John E. Murphy and T.J. Hoolan for respondent.

(1) The opinion of this court on the former appeal in this case (214 Missouri Appeal, page 612) is the law of this case and concludes both parties, excepting only as to material facts not proved there. Parker-Washington v. Transit Co., 165 Mo. App. 302. (2) There was evidence at this trial to show that the collision could have been avoided after plaintiff reached the place of peril. (a) By warning the motorman in time for him to stop his car, or, (b) By warning the plaintiff in time for her to stop.



This is an action to recover damages for personal injuries. The trial, with a jury, resulted in a verdict in favor of the plaintiff for $5,000, and the defendant appeals.

The case has been tried three times in the circuit court. Three juries have held the defendant responsible for the plaintiff's injuries. The case was here on a former appeal, and is reported in 214 Mo. App. at page 612, 261 S.W. 955, to which reference is made for a detailed statement of the facts.

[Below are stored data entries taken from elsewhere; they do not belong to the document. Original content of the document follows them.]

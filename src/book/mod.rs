//! Capability surface every record book implements.
//!
//! A book declares its name and schema through its `RecordStore`, may
//! normalize incoming values per field, and lists any custom operations with
//! their parameter names. The catalog reads `operations()` and the schema;
//! the dispatcher calls the generic methods below, whose default bodies
//! normalize values and delegate to the store.

pub mod schema;
pub mod store;

pub use schema::BookSchema;
pub use store::{MIN_QUERY_LEN, RecordStore};

use crate::catalog::naming::{Verb, record_operation_name, to_public};
use crate::dispatch::Arguments;
use crate::error::DispatchError;
use crate::outcome::Outcome;
use crate::record::Record;
use anyhow::anyhow;

#[derive(Clone, Copy, Debug, PartialEq, Eq)]
pub enum OperationKind {
    /// Whole-record add/get/update/delete; parameters come from the schema.
    Record(Verb),
    /// Book-specific action; parameters come from its declaration.
    Custom,
    /// Internal or administrative; never listed in the catalog.
    Hidden,
}

#[derive(Clone, Debug, PartialEq, Eq)]
pub struct OperationSpec {
    pub name: String,
    pub kind: OperationKind,
    pub params: Vec<String>,
}

impl OperationSpec {
    pub fn record(verb: Verb) -> Self {
        Self {
            name: record_operation_name(verb),
            kind: OperationKind::Record(verb),
            params: Vec::new(),
        }
    }

    pub fn custom(name: &str, params: &[&str]) -> Self {
        Self {
            name: name.to_string(),
            kind: OperationKind::Custom,
            params: params.iter().map(|param| param.to_string()).collect(),
        }
    }

    pub fn hidden(name: &str) -> Self {
        Self {
            name: name.to_string(),
            kind: OperationKind::Hidden,
            params: Vec::new(),
        }
    }
}

pub trait Book {
    fn store(&self) -> &RecordStore;

    fn store_mut(&mut self) -> &mut RecordStore;

    fn name(&self) -> &str {
        self.store().name()
    }

    fn schema(&self) -> &BookSchema {
        self.store().schema()
    }

    /// Validate and canonicalize one non-empty value for `field`.
    fn normalize(&self, _field: &str, value: &str) -> Result<String, DispatchError> {
        Ok(value.trim().to_string())
    }

    fn custom_operations(&self) -> Vec<OperationSpec> {
        Vec::new()
    }

    fn run_custom(&mut self, operation: &str, _args: &Arguments) -> Result<Outcome, DispatchError> {
        Err(DispatchError::UnknownCommand {
            command: to_public(operation),
            suggestions: Vec::new(),
        })
    }

    /// Everything the book exposes: the generic record operations in
    /// declaration order, then its custom (and hidden) operations.
    fn operations(&self) -> Vec<OperationSpec> {
        let mut operations: Vec<OperationSpec> =
            Verb::ALL.into_iter().map(OperationSpec::record).collect();
        operations.extend(self.custom_operations());
        operations
    }

    fn add(&mut self, values: &[(String, String)]) -> Result<String, DispatchError> {
        let values = self.normalize_values(values)?;
        self.store_mut().insert(&values)
    }

    /// Matching records; an empty result is not an error here.
    fn get(&self, criteria: &[(String, String)]) -> Result<Vec<Record>, DispatchError> {
        let criteria = self.normalize_criteria(criteria);
        Ok(self.store().find(&criteria)?.into_iter().cloned().collect())
    }

    fn update(
        &mut self,
        criteria: &[(String, String)],
        updates: &[(String, String)],
    ) -> Result<usize, DispatchError> {
        let criteria = self.normalize_criteria(criteria);
        let updates = self.normalize_values(updates)?;
        self.store_mut().update(&criteria, &updates)
    }

    fn delete(&mut self, criteria: &[(String, String)]) -> Result<usize, DispatchError> {
        let criteria = self.normalize_criteria(criteria);
        self.store_mut().remove(&criteria)
    }

    fn add_entry(&mut self, key: &str, field: &str, value: &str) -> Result<(), DispatchError> {
        let value = self.normalize_value(field, value)?;
        self.store_mut().add_entry(key, field, &value)
    }

    fn get_entries(
        &self,
        key: &str,
        field: &str,
        search: Option<&str>,
    ) -> Result<Vec<String>, DispatchError> {
        let search = search.map(|value| self.normalize_criterion(field, value));
        self.store().entries(key, field, search.as_deref())
    }

    fn update_entry(
        &mut self,
        key: &str,
        field: &str,
        old: &str,
        new: &str,
    ) -> Result<usize, DispatchError> {
        let old = self.normalize_criterion(field, old);
        let new = self.normalize_value(field, new)?;
        self.store_mut().update_entry(key, field, &old, &new)
    }

    fn delete_entry(&mut self, key: &str, field: &str, old: &str) -> Result<usize, DispatchError> {
        let old = self.normalize_criterion(field, old);
        self.store_mut().delete_entry(key, field, &old)
    }

    /// Replace the book's records with persisted ones, passing every value
    /// through the same normalization as interactive input.
    fn restore(&mut self, records: Vec<Record>) -> anyhow::Result<()> {
        let mut normalized = Vec::with_capacity(records.len());
        for mut record in records {
            let invalid =
                |err: DispatchError| anyhow!("{} record '{}': {err}", self.name(), record.key);
            for (field, value) in record.fields.iter_mut() {
                *value = self.normalize_value(field, value).map_err(invalid)?;
            }
            for (field, entries) in record.multi_value_fields.iter_mut() {
                for entry in entries.iter_mut() {
                    *entry = self.normalize_value(field, entry).map_err(invalid)?;
                }
            }
            normalized.push(record);
        }
        self.store_mut().restore(normalized)
    }

    /// Empty values pass through untouched so they can clear a field.
    fn normalize_value(&self, field: &str, value: &str) -> Result<String, DispatchError> {
        let trimmed = value.trim();
        if trimmed.is_empty() {
            Ok(String::new())
        } else {
            self.normalize(field, trimmed)
        }
    }

    fn normalize_values(
        &self,
        values: &[(String, String)],
    ) -> Result<Vec<(String, String)>, DispatchError> {
        values
            .iter()
            .map(|(field, value)| Ok((field.clone(), self.normalize_value(field, value)?)))
            .collect()
    }

    /// Search values are canonicalized when they validate and used as typed
    /// otherwise, so a malformed criterion simply matches nothing.
    fn normalize_criterion(&self, field: &str, value: &str) -> String {
        self.normalize_value(field, value)
            .unwrap_or_else(|_| value.trim().to_string())
    }

    fn normalize_criteria(&self, criteria: &[(String, String)]) -> Vec<(String, String)> {
        criteria
            .iter()
            .map(|(field, value)| (field.clone(), self.normalize_criterion(field, value)))
            .collect()
    }
}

The accident in which plaintiff received the injuries for which she sues occurred at the intersection of Newstead and Finney avenues in the city of St. Louis. Newstead avenue runs north and south, and Finney avenue runs east and west. The defendant maintains double street car tracks on Finney avenue. Westbound cars are operated on the north track and eastbound cars on the south track. Finney avenue is about thirty-six feet wide. The street car tracks are in the middle of the avenue. The gauge of the tracks — that is the distance between the rails of each of the tracks — is four feet and ten inches. The distance between the south rail of the westbound track and the north rail of the eastbound track is five feet and four inches. The overhang of the street cars operated on the tracks is eighteen inches. On the occasion of plaintiff's injury, two street cars were standing on the westbound track just west of the pedestrian crosswalk on the west side of the intersection. Plaintiff was walking south over this crosswalk. As she went upon the eastbound track she was struck and seriously injured by a street car approaching from the west. Defendant's supervisor was standing on the curb at the southwest corner of the intersection directing the movement of the street cars. A number of persons were standing near the southwest corner of the intersection, where eastbound street cars customarily receive and discharge passengers, waiting to board the approaching eastbound street car. As the car approached and was about to stop to receive the persons waiting to board the car, the supervisor signaled the motorman to proceed without stopping to receive the persons waiting to board the car. In obedience to this signal, the motorman refrained from stopping the car and allowed it to proceed over the crosswalk, and the plaintiff was struck and injured as before stated.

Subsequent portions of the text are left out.